Spazio, cos'è il progetto ExoMars seguito dall'Alenia di Torino
L'obiettivo è cercare biotracce su Marte

Il progetto ExoMars è composto da due missioni, entrambe con l'obiettivo di cercare biotracce su Marte. Sono sviluppate dall'Agenzia spaziale europea (ESA) e dall'Agenzia spaziale russa (Roskosmos). Le due missioni prevedono la prima il lancio di un orbiter e di un lander nel 2016, l'altra di un rover nel 2018. A costruire l'orbiter che sarà usato nella prima missione sono stati i ricercatori e tecnici di Thales Alenia Space, che ha sede a Torino. L'orbiter in questione si chiama Trace Gas Orbiter (TGO), è dotato di strumenti per l'analisi dei gas atmosferici e la mappatura delle loro fonti.

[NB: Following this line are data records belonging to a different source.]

//! End-to-end scenarios: sharing, materials, overrides, derived geometry

use super::{assert_well_formed, count, cube_mesh, export, export_with};
use crate::export::{ExportOptions, OverrideTable};
use crate::foundation::math::{Mat4, Vec2, Vec3};
use crate::scene::{
    Face, FaceUv, Image, Material, Mesh, Modifier, ObjectKind, Polygon, Scene, SceneObject, UvLayer, World,
};

fn translation(x: f32, y: f32, z: f32) -> Mat4 {
    Mat4::new_translation(&Vec3::new(x, y, z))
}

fn quad_mesh(name: &str) -> Mesh {
    let mut mesh = Mesh::new(name);
    mesh.vertices = vec![
        Vec3::new(0.0, 0.0, 0.0),
        Vec3::new(1.0, 0.0, 0.0),
        Vec3::new(1.0, 1.0, 0.0),
        Vec3::new(0.0, 1.0, 0.0),
    ];
    mesh.faces = vec![Face::new(Polygon::Quad([0, 1, 2, 3]))];
    mesh
}

#[test]
fn test_shared_mesh_is_written_once() {
    let mut scene = Scene::new();
    let mesh = scene.add_mesh(cube_mesh("Cube"));
    scene.add_object(SceneObject::mesh("Left", mesh).with_matrix_world(translation(-2.0, 0.0, 0.0)));
    scene.add_object(SceneObject::mesh("Right", mesh).with_matrix_world(translation(2.0, 0.0, 0.0)));

    let (text, stats) = export_with(&mut scene, ExportOptions::default(), &OverrideTable::new());

    assert_well_formed(&text);
    assert_eq!(count(&text, "DEF GROUP_ME_CUBE Group {"), 1);
    assert_eq!(count(&text, "USE GROUP_ME_CUBE"), 1);
    assert_eq!(count(&text, "Coordinate {"), 1);
    assert_eq!(count(&text, "USE "), 1);
    assert_eq!(stats.meshes, 1);
}

#[test]
fn test_cube_with_solid_override() {
    let mut scene = Scene::new();
    let material = scene.add_material(Material::new("Paint").with_diffuse(Vec3::new(0.2, 0.4, 0.6)));
    let mut cube = cube_mesh("Cube");
    cube.materials = vec![Some(material)];
    let mesh = scene.add_mesh(cube);
    scene.add_object(SceneObject::mesh("Cube", mesh));

    let overrides =
        OverrideTable::from_json_str(r#"{ "CUBE_TRANSFORM": { "webotsType": "Solid", "boundingObject": false } }"#)
            .unwrap();
    let (text, _) = export_with(&mut scene, ExportOptions::default(), &overrides);

    assert_well_formed(&text);
    assert_eq!(count(&text, "DEF CUBE_TRANSFORM Solid {"), 1);
    assert_eq!(count(&text, "physics Physics {"), 1);
    assert!(!text.contains("boundingObject"));
    assert_eq!(count(&text, "Shape {"), 1);
    assert!(text.contains("baseColor 0.200 0.400 0.600"));
    // Identity object: the override keeps the node, the face set has none
    assert!(text.contains("translation 0.000000 0.000000 0.000000"));
    assert!(!text.contains("CUBE_IFS_TRANSFORM"));
    assert_eq!(count(&text, "coordIndex ["), 1);
}

#[test]
fn test_solid_override_gets_bounding_box_by_default() {
    let mut scene = Scene::new();
    let mesh = scene.add_mesh(cube_mesh("Cube"));
    scene.add_object(SceneObject::mesh("Crate", mesh).with_matrix_world(Mat4::new_scaling(2.0)));

    let overrides = OverrideTable::from_json_str(r#"{ "CRATE_TRANSFORM": { "webotsType": "Solid" } }"#).unwrap();
    let (text, _) = export_with(&mut scene, ExportOptions::default(), &overrides);

    assert_well_formed(&text);
    assert!(text.contains("scale 2.000000 2.000000 2.000000"));
    assert!(text.contains("boundingObject Transform {\n    translation 0.000000 0.000000 0.000000\n"));
    // World-space size of the local box
    assert!(text.contains("size 4.000000 4.000000 4.000000"));
}

#[test]
fn test_robot_with_hinge_joint() {
    let mut scene = Scene::new();
    let mesh = scene.add_mesh(cube_mesh("Link"));
    let base = scene.add_object(SceneObject::mesh("Base", mesh));
    scene.add_object(
        SceneObject::mesh("Arm", mesh)
            .with_parent(base)
            .with_matrix_world(translation(0.0, 0.0, 1.5)),
    );

    let overrides = OverrideTable::from_json_str(
        r#"{
            "BASE_TRANSFORM": { "webotsType": "Robot" },
            "ARM_TRANSFORM": {
                "webotsType": "HingeJoint",
                "hingeJointParameters": { "axis": "0 1 0" },
                "motorName": "shoulder",
                "positionSensorName": "shoulder sensor"
            }
        }"#,
    )
    .unwrap();
    let (text, _) = export_with(&mut scene, ExportOptions::default(), &overrides);

    assert_well_formed(&text);
    assert!(text.starts_with("#VRML_SIM"));
    assert_eq!(count(&text, "DEF BASE_TRANSFORM Robot {"), 1);
    assert_eq!(count(&text, "DEF ARM_TRANSFORM HingeJoint {"), 1);
    // Only the joint's end point carries physics
    assert_eq!(count(&text, "physics Physics {"), 1);
    assert!(text.contains("anchor 0.000000 0.000000 1.500000"));
    assert!(text.contains("axis 0.000000 1.000000 0.000000"));
    assert!(text.contains("name \"shoulder\"\n"));
    assert!(text.contains("name \"shoulder sensor\"\n"));
    assert_eq!(count(&text, "endPoint Solid {"), 1);
    assert_eq!(count(&text, "USE GROUP_ME_LINK"), 1);
}

#[test]
fn test_output_is_deterministic() {
    let build = || {
        let mut scene = Scene::new();
        scene.set_world(World {
            ambient_color: Vec3::new(0.1, 0.1, 0.1),
        });
        let wood = scene.add_image(Image::new("wood", "//textures/wood.png"));
        let brick = scene.add_image(Image::new("brick", "//textures/brick.png"));
        let plain = scene.add_material(Material::new("Plain").with_image_texture(brick));
        let mut faced = Material::new("Faced").with_diffuse(Vec3::new(1.0, 0.5, 0.2));
        faced.use_face_texture = true;
        faced.emit = 0.5;
        let faced = scene.add_material(faced);

        let mut mesh = cube_mesh("Mixed");
        mesh.materials = vec![Some(plain), Some(faced)];
        for (i, face) in mesh.faces.iter_mut().enumerate() {
            face.material_index = i % 2;
            face.smooth = i == 0;
        }
        mesh.uv_layer = Some(UvLayer {
            faces: (0..6)
                .map(|i| FaceUv {
                    uvs: vec![Vec2::new(0.0, 0.0), Vec2::new(1.0, 0.0), Vec2::new(1.0, 1.0), Vec2::new(0.0, 1.0)],
                    image: [Some(brick), Some(wood), None][i % 3],
                })
                .collect(),
        });
        let mesh = scene.add_mesh(mesh);
        scene.add_object(SceneObject::mesh("Box", mesh).with_matrix_world(translation(0.0, 0.0, 0.5)));
        scene
    };

    let first = export(&mut build());
    let second = export(&mut build());

    assert_eq!(first, second);
    assert_well_formed(&first);
    // Slot 0 with its material image, slot 1 with no image, brick and wood
    assert_eq!(count(&first, "Shape {"), 4);
    assert_eq!(count(&first, "coord DEF COORDS_ME_MIXED Coordinate {"), 1);
    assert_eq!(count(&first, "coord USE COORDS_ME_MIXED"), 3);
    assert_eq!(count(&first, "texture DEF IM_BRICK ImageTexture {"), 1);
    assert_eq!(count(&first, "texture USE IM_BRICK"), 1);
    assert!(first.find("IM_BRICK").unwrap() < first.find("IM_WOOD").unwrap());
    assert_eq!(count(&first, "creaseAngle 1.0000"), 1);
    assert!(first.contains("emissiveColor 0.350 0.225 0.150"));
}

#[test]
fn test_material_texture_and_urls() {
    let mut scene = Scene::new();
    let steel = scene.add_image(Image::new("steel", "//textures/steel.png"));
    let material = scene.add_material(Material::new("Steel").with_image_texture(steel));
    let mut first = cube_mesh("Body");
    first.materials = vec![Some(material)];
    first.uv_layer = Some(UvLayer {
        faces: (0..6)
            .map(|_| FaceUv {
                uvs: vec![Vec2::new(0.0, 0.0), Vec2::new(1.0, 0.0), Vec2::new(1.0, 1.0), Vec2::new(0.0, 1.0)],
                image: None,
            })
            .collect(),
    });
    let mut second = quad_mesh("Lid");
    second.materials = vec![Some(material)];
    let first = scene.add_mesh(first);
    let second = scene.add_mesh(second);
    scene.add_object(SceneObject::mesh("Body", first));
    scene.add_object(SceneObject::mesh("Lid", second).with_matrix_world(translation(0.0, 0.0, 1.0)));

    let (text, stats) = export_with(&mut scene, ExportOptions::default(), &OverrideTable::new());

    assert_well_formed(&text);
    assert_eq!(count(&text, "texture DEF IM_STEEL ImageTexture {"), 1);
    assert_eq!(count(&text, "texture USE IM_STEEL"), 1);
    assert!(text.contains("url [ \"/scenes/textures/steel.png\" \"steel.png\" ]"));
    // The material ignores face textures, so the UV layer of "Body" is not written
    assert!(!text.contains("texCoord"));
    assert_eq!(stats.images, 1);
}

#[test]
fn test_face_uvs_are_written() {
    let mut scene = Scene::new();
    let image = scene.add_image(Image::new("decal", "/abs/decal.png"));
    let mut mesh = quad_mesh("Decal");
    mesh.uv_layer = Some(UvLayer {
        faces: vec![FaceUv {
            uvs: vec![Vec2::new(0.0, 0.0), Vec2::new(1.0, 0.0), Vec2::new(1.0, 0.5)],
            image: Some(image),
        }],
    });
    let mesh = scene.add_mesh(mesh);
    scene.add_object(SceneObject::mesh("Decal", mesh));

    let text = export(&mut scene);

    assert_well_formed(&text);
    assert!(text.contains("texCoordIndex [\n"));
    assert!(text.contains("0 1 2 3 -1 \n"));
    assert!(text.contains("texCoord TextureCoordinate {"));
    // The missing fourth corner is padded
    assert!(text.contains("0.0000 0.0000 1.0000 0.0000 1.0000 0.5000 0.0000 0.0000 \n"));
    assert!(text.contains("url [ \"/abs/decal.png\" \"decal.png\" ]"));
    // Empty slot: no colours
    assert!(!text.contains("baseColor"));
}

#[test]
fn test_curves_are_evaluated_and_released() {
    let mut scene = Scene::new();
    let tessellated = scene.add_mesh(quad_mesh("CurveData"));
    scene.add_object(
        SceneObject::new("Text.001", ObjectKind::Font)
            .with_data(tessellated)
            .with_matrix_world(translation(1.0, 0.0, 0.0)),
    );
    scene.add_object(
        SceneObject::new("Text.002", ObjectKind::Curve)
            .with_data(tessellated)
            .with_matrix_world(translation(2.0, 0.0, 0.0)),
    );
    scene.add_object(SceneObject::new("Empty Curve", ObjectKind::Curve).with_matrix_world(translation(3.0, 0.0, 0.0)));
    let meshes_before = scene.mesh_count();

    let (text, stats) = export_with(&mut scene, ExportOptions::default(), &OverrideTable::new());

    assert_well_formed(&text);
    assert_eq!(scene.mesh_count(), meshes_before);
    assert_eq!(stats.derived_meshes, 2);
    // Each evaluation is its own mesh
    assert_eq!(count(&text, "DEF GROUP_ME_TEXT"), 2);
    assert!(!text.contains("USE GROUP_"));
    assert!(text.contains("EMPTY_CURVE_TRANSFORM"));
}

#[test]
fn test_modifiers_apply_only_when_enabled() {
    let mut scene = Scene::new();
    let mesh = scene.add_mesh(quad_mesh("Plane"));
    scene.add_object(SceneObject::mesh("Plane", mesh).with_modifier(Modifier::Triangulate));

    let plain = export(&mut scene);
    assert!(plain.contains("0 1 2 3 -1 \n"));

    let options = ExportOptions {
        use_mesh_modifiers: true,
        ..ExportOptions::default()
    };
    let (evaluated, stats) = export_with(&mut scene, options, &OverrideTable::new());
    assert!(evaluated.contains("0 1 2 -1 0 2 3 -1 \n"));
    assert!(evaluated.contains("DEF GROUP_ME_PLANE Group {"));
    assert_eq!(stats.derived_meshes, 1);
    assert_eq!(scene.mesh_count(), 1);
}

#[test]
fn test_meshes_without_faces_write_no_shapes() {
    let mut scene = Scene::new();
    let mut points = Mesh::new("Points");
    points.vertices = vec![Vec3::zeros(), Vec3::x()];
    let mesh = scene.add_mesh(points);
    scene.add_object(SceneObject::mesh("Cloud", mesh).with_matrix_world(translation(0.0, 1.0, 0.0)));

    let text = export(&mut scene);

    assert_well_formed(&text);
    assert!(text.contains("DEF CLOUD_TRANSFORM Transform {"));
    assert!(!text.contains("GROUP_"));
    assert!(!text.contains("Shape"));
}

Con un rilevatore di neutroni permetterà di mappare, orbitando attorno al pianeta, la presenza di idrogeno e potenziali depositi di acqua. Il lander Schiaparelli, invece, avrà sensori per la misurazione della velocità e direzione del vento, dell'umidità e della pressione e temperatura alla superficie. Fotograferà inoltre immagini durante la discesa sul suolo marziano. La prima missione partirà il 14 marzo di quest'anno dal cosmodromo di Baikonur.